---- Records provided

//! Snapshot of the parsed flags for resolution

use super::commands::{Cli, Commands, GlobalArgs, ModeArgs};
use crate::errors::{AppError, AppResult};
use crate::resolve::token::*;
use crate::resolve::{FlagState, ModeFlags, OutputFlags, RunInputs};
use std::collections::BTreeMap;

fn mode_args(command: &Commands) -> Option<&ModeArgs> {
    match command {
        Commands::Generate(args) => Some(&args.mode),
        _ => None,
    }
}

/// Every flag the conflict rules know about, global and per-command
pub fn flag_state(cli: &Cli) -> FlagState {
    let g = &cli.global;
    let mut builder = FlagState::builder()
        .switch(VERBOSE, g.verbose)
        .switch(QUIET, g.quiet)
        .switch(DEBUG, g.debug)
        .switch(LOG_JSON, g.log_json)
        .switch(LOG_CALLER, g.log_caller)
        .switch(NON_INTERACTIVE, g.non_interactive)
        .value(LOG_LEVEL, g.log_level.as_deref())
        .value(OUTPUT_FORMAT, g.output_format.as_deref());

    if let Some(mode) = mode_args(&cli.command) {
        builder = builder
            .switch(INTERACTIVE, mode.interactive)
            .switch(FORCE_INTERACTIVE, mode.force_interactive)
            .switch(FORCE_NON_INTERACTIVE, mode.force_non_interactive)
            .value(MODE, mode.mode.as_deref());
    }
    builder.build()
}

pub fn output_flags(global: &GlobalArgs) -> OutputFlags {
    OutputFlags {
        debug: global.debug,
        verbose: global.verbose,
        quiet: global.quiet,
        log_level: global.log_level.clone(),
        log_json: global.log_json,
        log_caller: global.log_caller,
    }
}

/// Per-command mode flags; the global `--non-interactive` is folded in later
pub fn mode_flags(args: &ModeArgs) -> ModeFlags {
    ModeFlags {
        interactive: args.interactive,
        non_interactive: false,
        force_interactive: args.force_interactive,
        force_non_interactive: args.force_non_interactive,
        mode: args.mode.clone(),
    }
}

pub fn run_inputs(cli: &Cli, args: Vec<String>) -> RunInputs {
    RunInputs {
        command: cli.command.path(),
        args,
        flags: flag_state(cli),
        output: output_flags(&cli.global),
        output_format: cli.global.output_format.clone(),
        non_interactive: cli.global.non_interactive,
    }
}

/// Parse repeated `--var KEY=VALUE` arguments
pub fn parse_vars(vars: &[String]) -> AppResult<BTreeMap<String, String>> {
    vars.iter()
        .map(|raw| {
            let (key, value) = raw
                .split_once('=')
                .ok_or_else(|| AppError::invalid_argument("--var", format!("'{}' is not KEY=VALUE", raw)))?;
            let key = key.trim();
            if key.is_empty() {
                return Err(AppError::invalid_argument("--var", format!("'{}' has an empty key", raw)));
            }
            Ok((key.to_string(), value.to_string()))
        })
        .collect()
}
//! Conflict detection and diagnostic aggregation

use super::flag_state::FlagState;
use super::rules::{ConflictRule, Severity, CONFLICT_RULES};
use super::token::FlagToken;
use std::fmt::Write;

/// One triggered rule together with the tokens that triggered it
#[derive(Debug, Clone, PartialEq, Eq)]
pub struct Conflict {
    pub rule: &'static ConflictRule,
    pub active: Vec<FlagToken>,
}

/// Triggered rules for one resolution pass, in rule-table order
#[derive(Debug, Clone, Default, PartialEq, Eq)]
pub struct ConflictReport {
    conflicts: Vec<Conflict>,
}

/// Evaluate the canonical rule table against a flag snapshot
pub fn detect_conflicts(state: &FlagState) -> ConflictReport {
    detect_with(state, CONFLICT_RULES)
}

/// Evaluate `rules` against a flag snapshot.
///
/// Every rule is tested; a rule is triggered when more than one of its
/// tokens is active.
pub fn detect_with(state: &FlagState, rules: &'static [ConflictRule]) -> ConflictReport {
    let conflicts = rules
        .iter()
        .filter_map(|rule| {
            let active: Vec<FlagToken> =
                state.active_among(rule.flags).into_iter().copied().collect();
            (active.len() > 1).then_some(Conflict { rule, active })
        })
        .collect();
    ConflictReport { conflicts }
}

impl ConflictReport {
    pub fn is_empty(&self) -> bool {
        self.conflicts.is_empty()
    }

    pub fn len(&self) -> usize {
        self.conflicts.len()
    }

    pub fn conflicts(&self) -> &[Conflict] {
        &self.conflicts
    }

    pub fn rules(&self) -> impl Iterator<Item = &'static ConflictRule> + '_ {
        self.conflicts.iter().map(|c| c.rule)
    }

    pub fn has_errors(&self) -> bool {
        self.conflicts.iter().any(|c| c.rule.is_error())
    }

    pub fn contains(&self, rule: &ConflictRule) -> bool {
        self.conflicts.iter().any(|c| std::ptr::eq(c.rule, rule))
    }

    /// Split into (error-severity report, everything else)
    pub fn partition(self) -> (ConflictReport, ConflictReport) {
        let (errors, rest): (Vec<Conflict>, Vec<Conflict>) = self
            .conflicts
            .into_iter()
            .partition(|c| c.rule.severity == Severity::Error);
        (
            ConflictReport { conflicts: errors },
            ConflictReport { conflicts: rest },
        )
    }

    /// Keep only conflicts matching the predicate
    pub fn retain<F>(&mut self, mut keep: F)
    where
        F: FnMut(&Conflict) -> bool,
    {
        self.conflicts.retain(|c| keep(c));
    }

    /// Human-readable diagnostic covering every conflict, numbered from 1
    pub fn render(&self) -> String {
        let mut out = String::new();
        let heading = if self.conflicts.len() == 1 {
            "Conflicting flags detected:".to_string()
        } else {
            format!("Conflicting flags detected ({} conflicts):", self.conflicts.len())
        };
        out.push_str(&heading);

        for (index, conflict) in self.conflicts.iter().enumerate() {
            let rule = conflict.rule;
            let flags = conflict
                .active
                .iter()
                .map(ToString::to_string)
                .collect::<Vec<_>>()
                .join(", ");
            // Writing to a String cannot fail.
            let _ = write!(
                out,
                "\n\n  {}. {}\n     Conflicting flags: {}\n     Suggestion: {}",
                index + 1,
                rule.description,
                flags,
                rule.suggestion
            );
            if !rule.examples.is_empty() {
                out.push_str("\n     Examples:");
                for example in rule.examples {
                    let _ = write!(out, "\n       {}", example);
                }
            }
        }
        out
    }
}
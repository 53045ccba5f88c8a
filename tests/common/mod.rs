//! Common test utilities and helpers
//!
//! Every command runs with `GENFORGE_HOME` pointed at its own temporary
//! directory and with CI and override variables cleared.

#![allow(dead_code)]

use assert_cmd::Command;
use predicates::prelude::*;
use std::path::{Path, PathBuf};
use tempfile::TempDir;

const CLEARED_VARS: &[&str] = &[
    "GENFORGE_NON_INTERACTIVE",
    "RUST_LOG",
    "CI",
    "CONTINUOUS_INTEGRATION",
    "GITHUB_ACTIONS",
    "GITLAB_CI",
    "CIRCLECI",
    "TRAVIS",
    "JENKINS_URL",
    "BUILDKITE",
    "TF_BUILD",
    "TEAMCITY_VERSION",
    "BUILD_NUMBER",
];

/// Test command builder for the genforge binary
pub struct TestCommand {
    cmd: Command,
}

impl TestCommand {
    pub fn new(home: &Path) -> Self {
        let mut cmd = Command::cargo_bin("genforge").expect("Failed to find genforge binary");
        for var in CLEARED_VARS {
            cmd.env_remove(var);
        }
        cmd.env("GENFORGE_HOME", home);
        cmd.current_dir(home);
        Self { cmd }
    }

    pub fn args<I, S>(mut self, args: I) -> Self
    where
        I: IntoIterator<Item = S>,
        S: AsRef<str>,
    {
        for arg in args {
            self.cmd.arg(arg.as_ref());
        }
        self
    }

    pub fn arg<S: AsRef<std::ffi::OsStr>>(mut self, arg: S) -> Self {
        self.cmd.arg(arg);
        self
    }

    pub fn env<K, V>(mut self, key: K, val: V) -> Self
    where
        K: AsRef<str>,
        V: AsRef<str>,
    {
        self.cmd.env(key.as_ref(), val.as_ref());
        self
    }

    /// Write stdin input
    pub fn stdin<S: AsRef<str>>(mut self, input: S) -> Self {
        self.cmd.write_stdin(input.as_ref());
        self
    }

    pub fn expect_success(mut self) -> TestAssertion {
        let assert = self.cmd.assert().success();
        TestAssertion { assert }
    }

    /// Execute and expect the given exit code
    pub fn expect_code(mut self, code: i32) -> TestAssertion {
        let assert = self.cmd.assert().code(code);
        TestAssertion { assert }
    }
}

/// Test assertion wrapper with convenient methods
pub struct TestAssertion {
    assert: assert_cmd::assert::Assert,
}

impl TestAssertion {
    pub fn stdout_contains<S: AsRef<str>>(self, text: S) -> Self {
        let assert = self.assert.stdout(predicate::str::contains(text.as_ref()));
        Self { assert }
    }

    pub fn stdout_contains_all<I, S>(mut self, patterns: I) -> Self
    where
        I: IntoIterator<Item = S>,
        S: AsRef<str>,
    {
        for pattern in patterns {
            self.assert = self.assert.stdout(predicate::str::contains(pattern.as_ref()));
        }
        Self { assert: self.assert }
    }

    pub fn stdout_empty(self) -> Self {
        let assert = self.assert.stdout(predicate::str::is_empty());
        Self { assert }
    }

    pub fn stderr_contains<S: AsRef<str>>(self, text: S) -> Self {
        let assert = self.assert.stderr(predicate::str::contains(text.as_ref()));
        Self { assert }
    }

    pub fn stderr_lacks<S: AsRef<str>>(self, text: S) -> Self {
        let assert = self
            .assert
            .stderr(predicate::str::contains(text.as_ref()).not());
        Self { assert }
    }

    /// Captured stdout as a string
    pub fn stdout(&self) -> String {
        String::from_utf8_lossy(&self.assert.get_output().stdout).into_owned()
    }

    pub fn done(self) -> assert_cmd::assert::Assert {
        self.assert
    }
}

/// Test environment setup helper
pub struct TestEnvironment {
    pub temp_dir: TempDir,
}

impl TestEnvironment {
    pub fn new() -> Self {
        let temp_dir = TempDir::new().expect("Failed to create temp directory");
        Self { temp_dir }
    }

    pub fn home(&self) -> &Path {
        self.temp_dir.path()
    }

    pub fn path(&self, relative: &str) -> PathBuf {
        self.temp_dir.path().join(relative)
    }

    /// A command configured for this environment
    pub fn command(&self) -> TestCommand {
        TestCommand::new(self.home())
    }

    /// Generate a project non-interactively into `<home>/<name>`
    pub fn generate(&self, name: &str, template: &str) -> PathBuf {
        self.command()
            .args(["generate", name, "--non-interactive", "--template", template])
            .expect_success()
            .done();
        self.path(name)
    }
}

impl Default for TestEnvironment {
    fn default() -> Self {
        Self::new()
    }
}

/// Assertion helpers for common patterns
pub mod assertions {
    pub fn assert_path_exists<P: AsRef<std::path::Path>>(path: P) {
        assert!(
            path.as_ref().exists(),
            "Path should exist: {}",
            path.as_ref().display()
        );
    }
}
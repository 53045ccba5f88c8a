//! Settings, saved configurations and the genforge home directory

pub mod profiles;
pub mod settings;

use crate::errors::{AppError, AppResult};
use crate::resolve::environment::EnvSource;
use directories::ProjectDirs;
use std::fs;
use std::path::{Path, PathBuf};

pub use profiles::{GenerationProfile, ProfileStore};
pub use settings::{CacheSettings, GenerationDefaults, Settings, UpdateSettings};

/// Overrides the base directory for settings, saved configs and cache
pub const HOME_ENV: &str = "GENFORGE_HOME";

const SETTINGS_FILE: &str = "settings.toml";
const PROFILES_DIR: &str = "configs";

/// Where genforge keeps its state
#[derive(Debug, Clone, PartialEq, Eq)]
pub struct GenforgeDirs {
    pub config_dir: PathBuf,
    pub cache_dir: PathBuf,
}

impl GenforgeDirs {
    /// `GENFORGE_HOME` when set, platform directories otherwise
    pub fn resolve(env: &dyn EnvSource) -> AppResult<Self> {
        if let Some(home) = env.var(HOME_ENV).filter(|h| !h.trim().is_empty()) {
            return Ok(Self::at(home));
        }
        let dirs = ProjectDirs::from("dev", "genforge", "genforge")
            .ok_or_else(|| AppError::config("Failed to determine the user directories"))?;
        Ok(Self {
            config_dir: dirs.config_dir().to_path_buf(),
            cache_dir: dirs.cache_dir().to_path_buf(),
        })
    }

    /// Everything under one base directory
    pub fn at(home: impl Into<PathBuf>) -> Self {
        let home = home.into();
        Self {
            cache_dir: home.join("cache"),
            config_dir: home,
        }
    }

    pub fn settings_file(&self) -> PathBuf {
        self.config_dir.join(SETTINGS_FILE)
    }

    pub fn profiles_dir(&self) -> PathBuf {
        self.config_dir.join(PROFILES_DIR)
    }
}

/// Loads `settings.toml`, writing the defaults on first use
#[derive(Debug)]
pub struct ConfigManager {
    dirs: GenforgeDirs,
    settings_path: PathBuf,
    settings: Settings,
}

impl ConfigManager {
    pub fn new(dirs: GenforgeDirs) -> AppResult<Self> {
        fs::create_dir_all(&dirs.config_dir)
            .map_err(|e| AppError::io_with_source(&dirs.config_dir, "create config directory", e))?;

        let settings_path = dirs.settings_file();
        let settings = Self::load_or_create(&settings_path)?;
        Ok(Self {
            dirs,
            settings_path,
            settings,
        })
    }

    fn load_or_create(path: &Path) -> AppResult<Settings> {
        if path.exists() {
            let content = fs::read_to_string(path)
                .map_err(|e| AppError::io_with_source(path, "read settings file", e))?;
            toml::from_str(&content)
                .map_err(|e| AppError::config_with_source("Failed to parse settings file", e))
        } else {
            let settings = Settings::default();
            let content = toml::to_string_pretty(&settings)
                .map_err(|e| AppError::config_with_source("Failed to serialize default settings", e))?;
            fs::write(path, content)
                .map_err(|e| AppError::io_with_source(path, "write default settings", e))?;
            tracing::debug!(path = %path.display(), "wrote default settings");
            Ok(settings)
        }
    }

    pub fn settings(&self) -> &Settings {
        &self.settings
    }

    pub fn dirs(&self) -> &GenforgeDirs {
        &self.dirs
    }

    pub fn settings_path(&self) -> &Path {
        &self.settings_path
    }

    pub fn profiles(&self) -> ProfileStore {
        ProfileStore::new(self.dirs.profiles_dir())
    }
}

--------

In the data shown above, how many lines hold the string "static"? The answer is the number alone.

3